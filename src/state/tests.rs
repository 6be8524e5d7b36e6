use std::sync::Arc;
use std::time::Duration;

use skill_timeline::{ExecutionInput, ManualClock, SkillExecution, SkillLibrary};
use specs::{Entity, Join, WorldExt};
use vek::Vec2;

use super::State;
use crate::comp::*;
use crate::config::SkillSetting;

const SKILLS: &str = r#"
3001:
  name: 戰吼
  effects:
    - type: damage
      amount: 10
3002:
  name: 飛彈
  effects:
    - type: damage
      amount: 40
  execution:
    duration: 1.0
    assets: [missile]
    clips:
      - clip: cast
        start: 0.0
        duration: 0.5
    markers:
      - time: 0.2
        type: target_fly
        projectile: missile
3003:
  name: 地裂
  effects:
    - type: damage
      amount: 25
  execution:
    assets: [quake]
    clips:
      - clip: stomp
        start: 0.0
        duration: 0.3
    markers:
      - time: 0.1
        type: fixed_position
        collider: quake
        exist_time: 1.0
3004:
  name: 幻影
  execution:
    assets: []
    clips:
      - clip: cast
        start: 0.0
        duration: 0.2
    markers:
      - time: 0.1
        type: fixed_direction
        collider: ghost
        exist_time: 1.0
3006:
  name: 落雷
  execution:
    assets: [bolt]
    markers:
      - time: 0.2
        type: fixed_position
        collider: bolt
        exist_time: 1.0
3005:
  name: 穿雲箭
  effects:
    - type: damage
      amount: 15
  execution:
    assets: [arrow]
    clips:
      - clip: shoot
        start: 0.0
        duration: 0.2
    markers:
      - time: 0.0
        type: forward_fly
        projectile: arrow
"#;

struct Scene {
    state: State,
    clock: Arc<ManualClock>,
    caster: Entity,
    monster: Entity,
}

fn scene(monster_pos: Vec2<f32>) -> Scene {
    let mut library = SkillLibrary::new();
    library.load_from_yaml(SKILLS).unwrap();
    let clock = Arc::new(ManualClock::new(0));
    let mut state = State::new(SkillSetting::default(), library, Box::new(clock.clone()));
    let caster = state.spawn_unit(CombatUnit::new("法師", Faction::Player, 100.0, 30.0), Vec2::zero(), 0.0);
    let monster = state.spawn_unit(CombatUnit::new("木樁", Faction::Monster, 100.0, 30.0), monster_pos, 180.0);
    Scene { state, clock, caster, monster }
}

impl Scene {
    fn step(&mut self, ms: i64, times: usize) -> Vec<Outcome> {
        for _ in 0..times {
            self.clock.advance(ms);
            self.state.tick(Duration::from_millis(ms as u64)).unwrap();
        }
        self.state.take_outcomes()
    }

    fn hp(&self, e: Entity) -> f32 {
        self.state.ecs().read_storage::<CombatUnit>().get(e).map(|u| u.hp).unwrap_or(0.0)
    }

    fn is_casting(&self) -> bool {
        self.state.ecs().read_storage::<CombatUnit>().get(self.caster).map_or(false, |u| u.is_casting())
    }

    fn idle_count(&self) -> usize {
        let animators = self.state.ecs().read_storage::<Animator>();
        animators
            .get(self.caster)
            .map_or(0, |a| a.played.iter().filter(|c| c.as_str() == "idle").count())
    }
}

fn count(outcomes: &[Outcome], name: &str) -> usize {
    outcomes.iter().filter(|o| o.name() == name).count()
}

#[test]
fn test_instant_skill_ends_on_first_tick() {
    let mut s = scene(Vec2::new(500.0, 0.0));
    let caster = s.caster;
    s.state.cast(caster, 3001, ExecutionInput::new()).unwrap();
    assert!(s.is_casting());

    let out = s.step(16, 1);
    assert_eq!(s.state.tick_count(), 1);
    assert_eq!(count(&out, "execution_started"), 1);
    assert_eq!(count(&out, "execution_ended"), 1);
    assert_eq!(count(&out, "spawned"), 0);
    assert!(!s.is_casting());
    assert_eq!(s.idle_count(), 1);
    assert_eq!(s.state.ecs().read_storage::<SkillExecution>().join().count(), 0);
}

#[test]
fn test_target_fly_applies_damage_on_arrival() {
    let mut s = scene(Vec2::new(500.0, 0.0));
    let (caster, monster) = (s.caster, s.monster);
    s.state.cast(caster, 3002, ExecutionInput::new().with_target(monster)).unwrap();
    assert_eq!(s.state.ecs().read_storage::<SkillVisual>().join().count(), 1);

    // 0.25 秒時觸發飛彈
    let out = s.step(250, 1);
    assert_eq!(count(&out, "spawned"), 1);
    assert_eq!(s.hp(monster), 100.0);

    let out = s.step(100, 10);
    assert_eq!(count(&out, "damage"), 1);
    assert_eq!(count(&out, "execution_ended"), 1);
    assert_eq!(s.hp(monster), 60.0);
    assert!(!s.is_casting());
    assert_eq!(s.idle_count(), 1);
    assert_eq!(s.state.ecs().read_storage::<TargetFlyProjectile>().join().count(), 0);
    // 時間軸長度 1 秒後視覺物件銷毀
    assert_eq!(s.state.ecs().read_storage::<SkillVisual>().join().count(), 0);
}

#[test]
fn test_fixed_position_collider_hits_once() {
    let mut s = scene(Vec2::new(300.0, 0.0));
    let (caster, monster) = (s.caster, s.monster);
    let ally = s.state.spawn_unit(
        CombatUnit::new("隊友", Faction::Player, 100.0, 30.0),
        Vec2::new(320.0, 0.0),
        0.0,
    );
    s.state
        .cast(caster, 3003, ExecutionInput::new().with_point(Vec2::new(300.0, 0.0)))
        .unwrap();

    let out = s.step(100, 20);
    assert_eq!(count(&out, "damage"), 1);
    assert_eq!(s.hp(monster), 75.0);
    assert_eq!(s.hp(ally), 100.0);
    assert_eq!(s.state.ecs().read_storage::<SpawnedCollider>().join().count(), 0);
}

#[test]
fn test_missing_asset_is_skipped() {
    let mut s = scene(Vec2::new(300.0, 0.0));
    let caster = s.caster;
    s.state.cast(caster, 3004, ExecutionInput::new()).unwrap();

    let out = s.step(100, 5);
    assert_eq!(count(&out, "spawn_failed"), 1);
    assert_eq!(count(&out, "spawned"), 0);
    assert_eq!(count(&out, "execution_ended"), 1);
    assert!(!s.is_casting());
}

#[test]
fn test_missing_input_target_is_skipped() {
    let mut s = scene(Vec2::new(300.0, 0.0));
    let caster = s.caster;
    s.state.cast(caster, 3002, ExecutionInput::new()).unwrap();

    let out = s.step(100, 10);
    assert_eq!(count(&out, "spawn_failed"), 1);
    assert_eq!(count(&out, "execution_ended"), 1);
}

#[test]
fn test_new_cast_takes_binding_without_aborting_sub_tasks() {
    let mut s = scene(Vec2::new(500.0, 0.0));
    let (caster, monster) = (s.caster, s.monster);
    let first = s.state.cast(caster, 3002, ExecutionInput::new().with_target(monster)).unwrap();
    let out = s.step(250, 1);
    assert_eq!(count(&out, "spawned"), 1);

    let second = s
        .state
        .cast(caster, 3003, ExecutionInput::new().with_point(Vec2::new(500.0, 0.0)))
        .unwrap();
    {
        let units = s.state.ecs().read_storage::<CombatUnit>();
        let slot = &units.get(caster).unwrap().execution;
        assert!(slot.is_bound_to(second));
        assert!(!slot.is_bound_to(first));
    }

    let out = s.step(50, 40);
    assert_eq!(count(&out, "execution_ended"), 2);
    assert_eq!(count(&out, "damage"), 2);
    assert_eq!(s.hp(monster), 35.0);
    // 兩個執行體各自結束時都會清空綁定並切回待機
    assert_eq!(s.idle_count(), 2);
    assert!(!s.is_casting());
}

#[test]
fn test_cancel_twice_plays_idle_once() {
    let mut s = scene(Vec2::new(500.0, 0.0));
    let (caster, monster) = (s.caster, s.monster);
    s.state.cast(caster, 3002, ExecutionInput::new().with_target(monster)).unwrap();
    s.step(100, 1);

    assert!(s.state.cancel(caster));
    assert!(!s.state.cancel(caster));
    assert_eq!(s.idle_count(), 1);

    let out = s.step(100, 10);
    assert_eq!(count(&out, "execution_ended"), 1);
    assert_eq!(count(&out, "spawned"), 0);
    assert_eq!(s.hp(monster), 100.0);
}

#[test]
fn test_lost_target_fails_only_that_sub_task() {
    let mut s = scene(Vec2::new(500.0, 0.0));
    let (caster, monster) = (s.caster, s.monster);
    s.state.cast(caster, 3002, ExecutionInput::new().with_target(monster)).unwrap();
    s.step(250, 1);

    s.state.ecs_mut().delete_entity(monster).unwrap();
    let out = s.step(100, 10);
    assert_eq!(count(&out, "sub_task_failed"), 1);
    assert_eq!(count(&out, "damage"), 0);
    assert_eq!(count(&out, "execution_ended"), 1);
    assert_eq!(s.state.ecs().read_storage::<TargetFlyProjectile>().join().count(), 0);
}

#[test]
fn test_forward_fly_reports_collision_only() {
    let mut s = scene(Vec2::new(300.0, 0.0));
    let (caster, monster) = (s.caster, s.monster);
    s.state.cast(caster, 3005, ExecutionInput::new().with_direction(0.0)).unwrap();

    let out = s.step(50, 30);
    let collided: Vec<_> = out
        .iter()
        .filter_map(|o| match o {
            Outcome::ProjectileCollided { other, .. } => Some(*other),
            _ => None,
        })
        .collect();
    assert_eq!(collided, vec![monster]);
    assert_eq!(count(&out, "damage"), 0);
    assert_eq!(s.hp(monster), 100.0);
    assert_eq!(s.state.ecs().read_storage::<ForwardProjectile>().join().count(), 0);
}

#[test]
fn test_dead_caster_cannot_cast() {
    let mut s = scene(Vec2::new(300.0, 0.0));
    let caster = s.caster;
    s.state.ecs().write_storage::<CombatUnit>().get_mut(caster).unwrap().hp = 0.0;
    assert!(s.state.cast(caster, 3001, ExecutionInput::new()).is_err());
}

#[test]
fn test_skill_without_clips_ends_before_its_markers() {
    let mut s = scene(Vec2::new(300.0, 0.0));
    let caster = s.caster;
    s.state
        .cast(caster, 3006, ExecutionInput::new().with_point(Vec2::new(300.0, 0.0)))
        .unwrap();

    let out = s.step(16, 1);
    assert_eq!(count(&out, "execution_ended"), 1);
    assert!(!s.is_casting());

    let out = s.step(100, 5);
    assert_eq!(count(&out, "spawned"), 0);
    assert_eq!(count(&out, "spawn_failed"), 0);
    assert_eq!(s.state.ecs().read_storage::<SpawnedCollider>().join().count(), 0);
}

#[test]
fn test_deleted_caster_ends_its_execution() {
    let mut s = scene(Vec2::new(500.0, 0.0));
    let (caster, monster) = (s.caster, s.monster);
    s.state.cast(caster, 3002, ExecutionInput::new().with_target(monster)).unwrap();
    s.step(100, 1);

    s.state.ecs_mut().delete_entity(caster).unwrap();
    let out = s.step(100, 1);
    assert_eq!(count(&out, "execution_ended"), 1);
    assert_eq!(s.state.ecs().read_storage::<SkillExecution>().join().count(), 0);
}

+ + + + + + +

- Task description: The required answer is the run of lines above, starting at the line with "use std::sync::Arc;" and ending at the line with "duration: 0.5", reproduced exactly with both ends.

- Output:
use std::sync::Arc;
use std::time::Duration;

use skill_timeline::{ExecutionInput, ManualClock, SkillExecution, SkillLibrary};
use specs::{Entity, Join, WorldExt};
use vek::Vec2;

use super::State;
use crate::comp::*;
use crate::config::SkillSetting;

const SKILLS: &str = r#"
3001:
  name: 戰吼
  effects:
    - type: damage
      amount: 10
3002:
  name: 飛彈
  effects:
    - type: damage
      amount: 40
  execution:
    duration: 1.0
    assets: [missile]
    clips:
      - clip: cast
        start: 0.0
        duration: 0.5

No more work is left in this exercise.